How are Daisy 880s these days?

My first airgun experience was with a Daisy 880. It was in the middle 80s, and I remember the action being very solid, but the stock feeling cheap even then.

Has anyone got data on how a recent one is shooting at 3, 5 and 10 pumps with a given pellet? I seem to remember reading that they shoot about 6 FPE, in the range of a Weihrauch HW30s, but maybe they shoot just a bit harder? 7-8 FPE?

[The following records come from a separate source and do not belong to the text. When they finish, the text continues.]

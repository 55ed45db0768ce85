//! Turns query text into result items for a launcher host.

use crate::core::alias::AliasTable;
use crate::core::cache::RateCache;
use crate::core::config::Settings;
use crate::core::error::{QueryError, RateError};
use crate::core::query::{ConversionRequest, ParsedQuery};
use crate::providers::ecb::EcbFeed;
use std::sync::Arc;
use tracing::debug;

/// What a host does when the user activates an item.
#[derive(Debug, Clone, PartialEq)]
pub enum ItemAction {
    CopyToClipboard(String),
}

/// A host-agnostic result row.
#[derive(Debug, Clone, PartialEq)]
pub struct ResultItem {
    /// Stable per source/destination pair so hosts can deduplicate.
    pub id: String,
    pub text: String,
    pub subtext: String,
    pub actions: Vec<ItemAction>,
}

impl ResultItem {
    pub fn new(request: &ConversionRequest, dest_amount: f64) -> Self {
        let text = format!("{:.2} {}", dest_amount, request.dest);
        ResultItem {
            id: format!("eurofx:{}:{}", request.source, request.dest),
            subtext: format!(
                "Value of {:.2} {} in {}",
                request.amount, request.source, request.dest
            ),
            actions: vec![ItemAction::CopyToClipboard(text.clone())],
            text,
        }
    }
}

/// One attempted conversion and how it ended.
#[derive(Debug, Clone, PartialEq)]
pub struct Conversion {
    pub request: ConversionRequest,
    pub outcome: Result<ResultItem, RateError>,
}

pub struct QueryResolver {
    cache: Arc<RateCache>,
    aliases: AliasTable,
    defaults: Vec<String>,
}

impl QueryResolver {
    /// `defaults` are upper-cased so they compare equal to resolved codes.
    pub fn new(cache: Arc<RateCache>, aliases: AliasTable, defaults: Vec<String>) -> Self {
        QueryResolver {
            cache,
            aliases,
            defaults: defaults.iter().map(|d| d.to_uppercase()).collect(),
        }
    }

    /// Builds a resolver backed by the ECB feed named in `settings`.
    pub fn from_settings(settings: &Settings) -> Self {
        let feed = EcbFeed::new(settings.feed_url());
        let cache = Arc::new(RateCache::new(Box::new(feed)));
        Self::new(cache, settings.alias_table(), settings.defaults.clone())
    }

    pub fn cache(&self) -> &Arc<RateCache> {
        &self.cache
    }

    /// Expands a parsed query into the conversions to attempt, in output order.
    pub fn requests(&self, query: &ParsedQuery) -> Vec<ConversionRequest> {
        let request = |dest: &str| ConversionRequest {
            amount: query.amount,
            source: query.source.clone(),
            dest: dest.to_string(),
        };

        match &query.dest {
            Some(dest) => vec![request(dest.as_str())],
            None => self
                .defaults
                .iter()
                .filter(|dest| **dest != query.source)
                .map(|dest| request(dest.as_str()))
                .collect(),
        }
    }

    /// Parses `text` and attempts every conversion it implies, keeping the
    /// cause of each failure.
    pub async fn evaluate(&self, text: &str) -> Result<Vec<Conversion>, QueryError> {
        let query = ParsedQuery::parse(text, &self.aliases)?;
        debug!(?query, "Parsed query");

        let mut conversions = Vec::new();
        for request in self.requests(&query) {
            let outcome = self
                .cache
                .convert(request.amount, &request.source, &request.dest)
                .await
                .map(|amount| ResultItem::new(&request, amount));
            if let Err(e) = &outcome {
                debug!("No result for {} -> {}: {}", request.source, request.dest, e);
            }
            conversions.push(Conversion { request, outcome });
        }
        Ok(conversions)
    }

    /// Entry point for hosts. Failures of any kind yield no items.
    pub async fn handle_query(&self, text: &str) -> Vec<ResultItem> {
        match self.evaluate(text).await {
            Ok(conversions) => conversions
                .into_iter()
                .filter_map(|c| c.outcome.ok())
                .collect(),
            Err(e) => {
                debug!("Ignoring query '{}': {}", text, e);
                Vec::new()
            }
        }
    }
}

How do they hold up, over time? 

This is not an enthusiast's airgun, about all I can find on YouTube are videos of kids shooting cans and jugs, and occasionally a gloat video of shooting a bird or squirrel or rabbit. (I'm guilty of those too, sometimes, though I like to try to video the shot)
 
Here are some chrony specs of a low mileage newer Daisy 880 with a rifled barrel. The plastic pump arm is flimsy and flexes quite a bit while pumping. I prefer the older 880's with the the metal receivers and metal pump arms.
10 pumps with jsb exact express 7.87 grn -635fps 7fpe
10 pumps with jsb exact 8.44 grn -610fps 7fpe
10 pumps with jsb exacts 10.34 grn -560fps 7.2fpe
 
This is what I got from an unmodded gun- it still has the flat trigger spring, even. It has ~ 300 shots on it. Before shooting it the first time I cleaned barrel using patches and lubed the felt. All results were obtained using CPHP 7.9gr pellets. The chronograph is a CE ProChrono Digital.

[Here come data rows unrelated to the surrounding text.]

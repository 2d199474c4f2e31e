//! # SIP Authorization and Proxy-Authorization Headers
//!
//! Credentials sent by a UAC in answer to a challenge
//! ([RFC 3261 Sections 20.7 and 20.28](https://datatracker.ietf.org/doc/html/rfc3261#section-20.7)).
//!
//! ```text
//! dig-resp = username / realm / nonce / digest-uri / dresponse / algorithm
//!            / cnonce / opaque / message-qop / nonce-count / auth-param
//! ```
//!
//! `algorithm`, `qop` and `nc` are written bare; the rest are quoted.
//!
//! ## Examples
//!
//! ```rust
//! use rvoip_sip_headers::prelude::*;
//!
//! let credentials: Authorization = r#"Authorization: Digest username="bob", realm="biloxi.com", nonce="dcd98b7102dd2f0e8b11d0f600bfb0c093", uri="sip:bob@biloxi.com", qop=auth, nc=00000001, cnonce="0a4f113b", response="6629fae49393a05397450978507c4ef1", opaque="5ccc069c403ebaf9f0171e9517f40e41""#
//!     .parse()
//!     .unwrap();
//! assert_eq!(credentials.username(), Some("bob"));
//! assert_eq!(credentials.nc(), Some("00000001"));
//! assert_eq!(credentials.qop(), Some("auth"));
//! ```

use super::params::{shaped_param, CREDENTIAL_PARAMS, CREDENTIAL_UNQUOTED};
use super::{auth_header, AuthScheme};
use crate::error::Result;

auth_header!(
    /// The Authorization header field, answering a WWW-Authenticate challenge.
    Authorization,
    "Authorization",
    CREDENTIAL_PARAMS
);

auth_header!(
    /// The Proxy-Authorization header field, answering a Proxy-Authenticate challenge.
    ProxyAuthorization,
    "Proxy-Authorization",
    CREDENTIAL_PARAMS
);

/// Typed access to the known parameters of a credential.
pub trait CredentialFields: AuthScheme {
    fn username(&self) -> Option<&str> {
        self.param("username")
    }

    fn set_username(&mut self, username: &str) -> Result<()> {
        self.add_param(shaped_param("username", username, CREDENTIAL_UNQUOTED)?)
    }

    fn realm(&self) -> Option<&str> {
        self.param("realm")
    }

    fn set_realm(&mut self, realm: &str) -> Result<()> {
        self.add_param(shaped_param("realm", realm, CREDENTIAL_UNQUOTED)?)
    }

    fn nonce(&self) -> Option<&str> {
        self.param("nonce")
    }

    fn set_nonce(&mut self, nonce: &str) -> Result<()> {
        self.add_param(shaped_param("nonce", nonce, CREDENTIAL_UNQUOTED)?)
    }

    /// The digest-uri, i.e. the Request-URI the credentials were computed for.
    fn uri(&self) -> Option<&str> {
        self.param("uri")
    }

    fn set_uri(&mut self, uri: &str) -> Result<()> {
        self.add_param(shaped_param("uri", uri, CREDENTIAL_UNQUOTED)?)
    }

    fn response(&self) -> Option<&str> {
        self.param("response")
    }

    fn set_response(&mut self, response: &str) -> Result<()> {
        self.add_param(shaped_param("response", response, CREDENTIAL_UNQUOTED)?)
    }

    fn algorithm(&self) -> Option<&str> {
        self.param("algorithm")
    }

    fn set_algorithm(&mut self, algorithm: &str) -> Result<()> {
        self.add_param(shaped_param("algorithm", algorithm, CREDENTIAL_UNQUOTED)?)
    }

    fn cnonce(&self) -> Option<&str> {
        self.param("cnonce")
    }

    fn set_cnonce(&mut self, cnonce: &str) -> Result<()> {
        self.add_param(shaped_param("cnonce", cnonce, CREDENTIAL_UNQUOTED)?)
    }

    fn opaque(&self) -> Option<&str> {
        self.param("opaque")
    }

    fn set_opaque(&mut self, opaque: &str) -> Result<()> {
        self.add_param(shaped_param("opaque", opaque, CREDENTIAL_UNQUOTED)?)
    }

    fn qop(&self) -> Option<&str> {
        self.param("qop")
    }

    fn set_qop(&mut self, qop: &str) -> Result<()> {
        self.add_param(shaped_param("qop", qop, CREDENTIAL_UNQUOTED)?)
    }

    /// nonce-count, eight lowercase hex digits.
    fn nc(&self) -> Option<&str> {
        self.param("nc")
    }

    fn set_nc(&mut self, nc: &str) -> Result<()> {
        self.add_param(shaped_param("nc", nc, CREDENTIAL_UNQUOTED)?)
    }

    /// Formats `count` as a nonce-count and sets it.
    fn set_nonce_count(&mut self, count: u32) -> Result<()> {
        self.set_nc(&format!("{:08x}", count))
    }
}

impl CredentialFields for Authorization {}
impl CredentialFields for ProxyAuthorization {}

#[cfg(test)]
mod tests {
    use super::*;
    use crate::error::Error;
    use crate::types::header::{HeaderField, Parameterized};
    use crate::types::param::Parameter;

    fn build() -> Authorization {
        let mut credentials = Authorization::default();
        credentials.set_username("bob").unwrap();
        credentials.set_realm("biloxi.com").unwrap();
        credentials.set_nonce("dcd98b7102dd2f0e8b11d0f600bfb0c093").unwrap();
        credentials.set_uri("sip:bob@biloxi.com").unwrap();
        credentials.set_qop("auth").unwrap();
        credentials.set_nonce_count(1).unwrap();
        credentials
    }

    #[test]
    fn test_emission_quoting() {
        assert_eq!(
            build().value_string(),
            "Digest username=\"bob\", realm=\"biloxi.com\", nonce=\"dcd98b7102dd2f0e8b11d0f600bfb0c093\", uri=\"sip:bob@biloxi.com\", qop=auth, nc=00000001"
        );
    }

    #[test]
    fn test_reparse_equals_original() {
        let credentials = build();
        let parsed = Authorization::from_value(&credentials.to_string()).unwrap();
        assert_eq!(parsed, credentials);
    }

    #[test]
    fn test_quoted_values_are_case_sensitive() {
        let lower = Authorization::from_value("Digest username=\"bob\"").unwrap();
        let upper = Authorization::from_value("Digest username=\"BOB\"").unwrap();
        assert_ne!(lower, upper);
        let a = Authorization::from_value("digest algorithm=md5").unwrap();
        let b = Authorization::from_value("Digest algorithm=MD5").unwrap();
        assert_eq!(a, b);
    }

    #[test]
    fn test_validation() {
        let mut credentials = ProxyAuthorization::default();
        assert!(matches!(credentials.set_nc("1"), Err(Error::InvalidFormat { .. })));
        assert!(matches!(credentials.set_username(""), Err(Error::MissingValue { .. })));
        assert!(credentials.set_response("6629FAE4").is_err());
        assert!(credentials.set_uri("no uri").is_err());
        assert!(credentials.params().is_empty());

        assert!(ProxyAuthorization::from_value("Digest nc=1").unwrap_err().is_parse_error());
    }

    #[test]
    fn test_generic_params_accepted() {
        let mut credentials = Authorization::new("Digest").unwrap();
        credentials.add_param(Parameter::quoted("x-token", "abc").unwrap()).unwrap();
        assert_eq!(credentials.param("x-token"), Some("abc"));
    }
}
//! Grammar scanner for header values.
//!
//! Every production is an anchored `nom` combinator over `&str`; none of
//! them backtrack more than one alternative deep, so matching time is
//! linear in the input length.

pub mod list;
pub mod params;
pub mod quoted;
pub mod separators;
pub mod token;
pub mod values;
pub mod whitespace;

use nom::combinator::all_consuming;
use nom::IResult;

// Type alias for parser result
pub type ParseResult<'a, O> = IResult<&'a str, O>;

/// Runs `parser` against the whole of `input`, ignoring leading and
/// trailing whitespace. Returns `None` unless every character is consumed.
pub fn parse_complete<'a, O, F>(parser: F, input: &'a str) -> Option<O>
where
    F: FnMut(&'a str) -> ParseResult<'a, O>,
{
    all_consuming(parser)(input.trim())
        .ok()
        .map(|(_, output)| output)
}

pub use list::split_top_level;
pub use quoted::{comment, quoted_string};
pub use token::{is_token_char, token};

Below is what this gun did around shot #250:
• 10 pumps - 656 FPS average
o 7.55 ft-lb
• 5 pumps CPHP 7.9gr- 554 FPS average
o 5.39 ft-lb

Below is after flat topping the piston. Before this test I lightly lubed the felt (2 drops). Then I shot it 15-20 times to let it settle in:
• 10 pumps CPHP 7.9gr- 705 FPS average
o 8.72 ft-lb
• 5 pumps CPHP 7.9gr- 574 FPS average
o 5.78 ft-lb

10 pumps- 49 fps increase, 7.5% increase in MV and 15.5% increase in ft-lb
5 pumps- 20 fps increase, 3.6% increase in MV and 7.2 increase in ft-lb

This is a very "mod-able" gun. There are many threads on how to improve power and accuracy over at the GTA forum and elsewhere.

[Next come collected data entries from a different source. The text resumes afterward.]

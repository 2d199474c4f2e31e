//! # Quality Values
//!
//! Accept-family headers rank their entries with a `q` parameter
//! (RFC 3261 Section 20.1):
//!
//! ```text
//! qvalue = ( "0" [ "." 0*3DIGIT ] ) / ( "1" [ "." 0*3("0") ] )
//! ```
//!
//! [`QValue`] stores the weight in thousandths so that equality and ordering
//! are exact. [`AcceptParams`] is the `q` plus any accept-extension
//! parameters, shared by Accept, Accept-Encoding and Accept-Language.

use std::fmt;
use std::str::FromStr;

use serde::{Deserialize, Serialize};

use super::header::Parameterized;
use super::param::{ParamSpec, Parameter, ParameterList};
use crate::error::{Error, Result};
use crate::parser::{parse_complete, values::qvalue_text};

/// A preference weight between 0 and 1 with at most three decimals.
///
/// # Examples
///
/// ```rust
/// use rvoip_sip_headers::prelude::*;
///
/// let q: QValue = "0.50".parse().unwrap();
/// assert_eq!(q.to_string(), "0.5");
/// assert_eq!(q, QValue::from_thousandths(500).unwrap());
///
/// assert!("1.001".parse::<QValue>().is_err());
/// ```
#[derive(Debug, Clone, Copy, PartialEq, Eq, PartialOrd, Ord, Hash, Serialize, Deserialize)]
pub struct QValue(u16);

impl QValue {
    pub const MIN: QValue = QValue(0);
    pub const MAX: QValue = QValue(1000);

    pub fn from_thousandths(thousandths: u16) -> Result<Self> {
        if thousandths > 1000 {
            return Err(Error::range("q", format!("{}.{:03}", thousandths / 1000, thousandths % 1000), 0, 1));
        }
        Ok(QValue(thousandths))
    }

    /// Converts a float, rejecting values outside 0..=1 and values with
    /// more than three decimals.
    pub fn new(value: f32) -> Result<Self> {
        if value.is_nan() {
            return Err(Error::format("q", value.to_string()));
        }
        if !(0.0..=1.0).contains(&value) {
            return Err(Error::range("q", value, 0, 1));
        }
        let scaled = f64::from(value) * 1000.0;
        let rounded = scaled.round();
        if (scaled - rounded).abs() > 1e-3 {
            return Err(Error::format("q", value.to_string()));
        }
        Ok(QValue(rounded as u16))
    }

    pub fn thousandths(&self) -> u16 {
        self.0
    }

    pub fn as_f32(&self) -> f32 {
        f32::from(self.0) / 1000.0
    }
}

impl Default for QValue {
    fn default() -> Self {
        QValue::MAX
    }
}

impl fmt::Display for QValue {
    fn fmt(&self, f: &mut fmt::Formatter<'_>) -> fmt::Result {
        let whole = self.0 / 1000;
        let fraction = self.0 % 1000;
        if fraction == 0 {
            return write!(f, "{}", whole);
        }
        let digits = format!("{:03}", fraction);
        write!(f, "{}.{}", whole, digits.trim_end_matches('0'))
    }
}

impl FromStr for QValue {
    type Err = Error;

    fn from_str(s: &str) -> Result<Self> {
        let s = s.trim();
        if s.is_empty() {
            return Err(Error::missing("q"));
        }
        if let Some(text) = parse_complete(qvalue_text, s) {
            let (whole, fraction) = text.split_once('.').unwrap_or((text, ""));
            let whole: u16 = if whole == "1" { 1000 } else { 0 };
            let fraction = format!("{:0<3}", fraction);
            let fraction: u16 = fraction.parse().map_err(|_| Error::format("q", s))?;
            return QValue::from_thousandths(whole + fraction);
        }
        // Distinguish a number outside [0, 1] from plain garbage
        match s.parse::<f64>() {
            Ok(number) if number.is_finite() && !(0.0..=1.0).contains(&number) => {
                Err(Error::range("q", s, 0, 1))
            }
            _ => Err(Error::format("q", s)),
        }
    }
}

/// Parses a qvalue, answering `None` when it is malformed or out of range.
pub fn parse_qvalue(raw: &str) -> Option<f32> {
    raw.parse::<QValue>().ok().map(|q| q.as_f32())
}

pub(crate) fn validate_q(param: &Parameter) -> Result<()> {
    match param.value() {
        Some(value) => value.parse::<QValue>().map(|_| ()),
        None => Err(Error::missing("q")),
    }
}

/// The accept-params of an Accept-family entry: an optional `q` weight,
/// always written first, followed by accept-extension parameters.
#[derive(Debug, Clone, Default, PartialEq, Eq, Serialize, Deserialize)]
pub struct AcceptParams {
    q: Option<QValue>,
    extensions: ParameterList,
}

impl AcceptParams {
    pub fn new() -> Self {
        Self::default()
    }

    pub fn q(&self) -> Option<QValue> {
        self.q
    }

    pub fn set_q(&mut self, q: Option<QValue>) {
        self.q = q;
    }

    pub fn extensions(&self) -> &ParameterList {
        &self.extensions
    }

    pub fn extensions_mut(&mut self) -> &mut ParameterList {
        &mut self.extensions
    }

    /// Adds a parameter, routing `q` into the weight.
    pub fn add(&mut self, header: &'static str, spec: &ParamSpec, param: Parameter) -> Result<()> {
        spec.check(header, &param)?;
        if param.is_named("q") {
            self.q = Some(param.value().unwrap_or_default().parse()?);
        } else {
            self.extensions.set(param);
        }
        Ok(())
    }

    pub fn remove(&mut self, name: &str) -> Option<Parameter> {
        if name.eq_ignore_ascii_case("q") {
            let q = self.q.take()?;
            return Parameter::new("q", q.to_string()).ok();
        }
        self.extensions.remove(name)
    }

    pub(crate) fn from_params(
        header: &'static str,
        spec: &ParamSpec,
        params: Vec<Parameter>,
    ) -> Result<Self> {
        let mut accept = AcceptParams::new();
        for param in params {
            accept.add(header, spec, param)?;
        }
        Ok(accept)
    }

    pub fn clear(&mut self) {
        self.q = None;
        self.extensions.clear();
    }
}

impl fmt::Display for AcceptParams {
    fn fmt(&self, f: &mut fmt::Formatter<'_>) -> fmt::Result {
        if let Some(q) = self.q {
            write!(f, ";q={}", q)?;
        }
        write!(f, "{}", self.extensions)
    }
}

/// Capability of Accept-family headers: a `q` weight plus accept-extensions.
///
/// The extensions are what [`Parameterized::params`] returns; `q` is kept
/// apart so it is always written first.
pub trait QualityValued: Parameterized {
    fn accept_params(&self) -> &AcceptParams;

    fn accept_params_mut(&mut self) -> &mut AcceptParams;

    fn q(&self) -> Option<QValue> {
        self.accept_params().q()
    }

    fn set_q(&mut self, q: Option<QValue>) {
        self.accept_params_mut().set_q(q);
    }
}

#[cfg(test)]
mod tests {
    use super::*;

    #[test]
    fn test_boundaries() {
        assert_eq!("0".parse::<QValue>().unwrap(), QValue::MIN);
        assert_eq!("1".parse::<QValue>().unwrap(), QValue::MAX);
        assert_eq!("1.000".parse::<QValue>().unwrap(), QValue::MAX);
        assert!(matches!("1.001".parse::<QValue>(), Err(Error::OutOfRange { .. })));
        assert!(matches!("-0.001".parse::<QValue>(), Err(Error::OutOfRange { .. })));
        assert!(matches!("0.1234".parse::<QValue>(), Err(Error::InvalidFormat { .. })));
        assert!(matches!("high".parse::<QValue>(), Err(Error::InvalidFormat { .. })));
        assert!(matches!("".parse::<QValue>(), Err(Error::MissingValue { .. })));
    }

    #[test]
    fn test_from_float() {
        assert_eq!(QValue::new(0.7).unwrap().thousandths(), 700);
        assert_eq!(QValue::new(0.123).unwrap().thousandths(), 123);
        assert!(matches!(QValue::new(1.5), Err(Error::OutOfRange { .. })));
        assert!(matches!(QValue::new(-0.001), Err(Error::OutOfRange { .. })));
        assert!(matches!(QValue::new(0.1234), Err(Error::InvalidFormat { .. })));
        assert!(QValue::from_thousandths(1001).is_err());
    }

    #[test]
    fn test_display_trims_zeros() {
        assert_eq!(QValue::from_thousandths(0).unwrap().to_string(), "0");
        assert_eq!(QValue::from_thousandths(1000).unwrap().to_string(), "1");
        assert_eq!(QValue::from_thousandths(500).unwrap().to_string(), "0.5");
        assert_eq!(QValue::from_thousandths(25).unwrap().to_string(), "0.025");
    }

    #[test]
    fn test_parse_qvalue() {
        assert_eq!(parse_qvalue("0.8"), Some(0.8));
        assert_eq!(parse_qvalue("2"), None);
    }

    #[test]
    fn test_accept_params_put_q_first() {
        let spec = ParamSpec {
            known: &["q"],
            allow_generic: true,
            validate: validate_q,
        };
        let params = vec![
            Parameter::new("level", "1").unwrap(),
            Parameter::new("q", "0.3").unwrap(),
        ];
        let accept = AcceptParams::from_params("Accept-Encoding", &spec, params).unwrap();
        assert_eq!(accept.to_string(), ";q=0.3;level=1");
        assert_eq!(accept.q(), Some(QValue::from_thousandths(300).unwrap()));

        let bad = vec![Parameter::new("q", "5").unwrap()];
        assert!(AcceptParams::from_params("Accept-Encoding", &spec, bad).is_err());
    }
}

The newest production 880 has an improved stock attachment that keeps the stock from moving like it did on the earlier versions. The new guns still use a plastic pump arm but it has been redesigned to be stiffer than the earlier plastic arms. The pump arm on my 1998-built 880 flexed so bad that it would pop back up after 9-10 pumps unless I held it in. I replaced it with a new pump arm from Daisy ($4.00) and it shoots harder than ever because of the stiffer arm. ALL Daisy airgun parts are uber cheap, BTW. The new 880 uses a cheaper-to-buy seal kit if it needs resealing (the early guns use a kit that costs over $30, unavailable from Daisy as they only carry parts for current production guns).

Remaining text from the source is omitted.